■ Description of the task: Each line in the entries that has the word "ScopeResolver" has to be copied.

■ Data in this exercise:
use std::sync::Arc;

use axum::http::Method;
use axum::routing::{delete, get, post, put};
use axum::Router;
use sqlx::SqlitePool;
use tower_http::cors::{Any, CorsLayer};
use tower_http::trace::TraceLayer;

use crate::authz::{ClaimSetChecker, ScopeResolver};
use crate::errors::AppError;
use crate::jwt::JwtConfig;
use crate::routes::{
    activity_types, campaigns, config, expenses, health, plan_types, plans, vendors,
};

#[derive(Clone)]
pub struct AppState {
    pub pool: SqlitePool,
    pub jwt: Arc<JwtConfig>,
    pub scope: ScopeResolver,
}

impl AppState {
    pub fn new(pool: SqlitePool, jwt: JwtConfig, scope: ScopeResolver) -> Self {
        Self {
            pool,
            jwt: Arc::new(jwt),
            scope,
        }
    }
}

pub async fn create_app(pool: SqlitePool) -> Result<Router, AppError> {
    let jwt_config = JwtConfig::from_env()?;
    let scope = ScopeResolver::new(Arc::new(ClaimSetChecker::new()));
    let state = AppState::new(pool, jwt_config, scope);

    let cors = CorsLayer::new()
        .allow_methods([Method::GET, Method::POST, Method::PUT, Method::DELETE, Method::OPTIONS])
        .allow_origin(Any)
        .allow_headers(Any);

    let plan_routes = Router::new()
        .route("/", get(plans::list_plans))
        .route("/", post(plans::create_plan))
        .route("/:id", get(plans::get_plan))
        .route("/:id", put(plans::update_plan))
        .route("/:id", delete(plans::delete_plan));

    let expense_routes = Router::new()
        .route("/", get(expenses::list_expenses))
        .route("/", post(expenses::create_expense))
        .route("/:id", get(expenses::get_expense))
        .route("/:id", put(expenses::update_expense))
        .route("/:id", delete(expenses::delete_expense));

    let vendor_routes = Router::new()
        .route("/", get(vendors::list_vendors))
        .route("/", post(vendors::create_vendor))
        .route("/:id", get(vendors::get_vendor))
        .route("/:id", put(vendors::update_vendor))
        .route("/:id", delete(vendors::delete_vendor));

    let campaign_routes = Router::new()
        .route("/", get(campaigns::list_campaigns))
        .route("/", post(campaigns::create_campaign))
        .route("/:id", get(campaigns::get_campaign))
        .route("/:id", put(campaigns::update_campaign))
        .route("/:id", delete(campaigns::delete_campaign));

    let plan_type_routes = Router::new()
        .route("/", get(plan_types::list_plan_types))
        .route("/", post(plan_types::create_plan_type))
        .route("/:id", put(plan_types::update_plan_type))
        .route("/:id", delete(plan_types::delete_plan_type))
        .route("/:id/budgets", get(plan_types::list_budgets))
        .route("/:id/budgets", post(plan_types::upsert_budget));

    let activity_type_routes = Router::new()
        .route("/", get(activity_types::list_activity_types))
        .route("/", post(activity_types::create_activity_type))
        .route("/:id", put(activity_types::update_activity_type))
        .route("/:id", delete(activity_types::delete_activity_type));

    let router = Router::new()
        .route("/api/health", get(health::health))
        .route("/api/config", get(config::get_config))
        .nest("/plans", plan_routes)
        .nest("/expenses", expense_routes)
        .nest("/vendors", vendor_routes)
        .nest("/campaigns", campaign_routes)
        .nest("/plan-types", plan_type_routes)
        .nest("/activity-types", activity_type_routes)
        .with_state(state)
        .layer(cors)
        .layer(TraceLayer::new_for_http());

    Ok(router)
}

■ Your solution:
use crate::authz::{ClaimSetChecker, ScopeResolver};
    pub scope: ScopeResolver,
    pub fn new(pool: SqlitePool, jwt: JwtConfig, scope: ScopeResolver) -> Self {
    let scope = ScopeResolver::new(Arc::new(ClaimSetChecker::new()));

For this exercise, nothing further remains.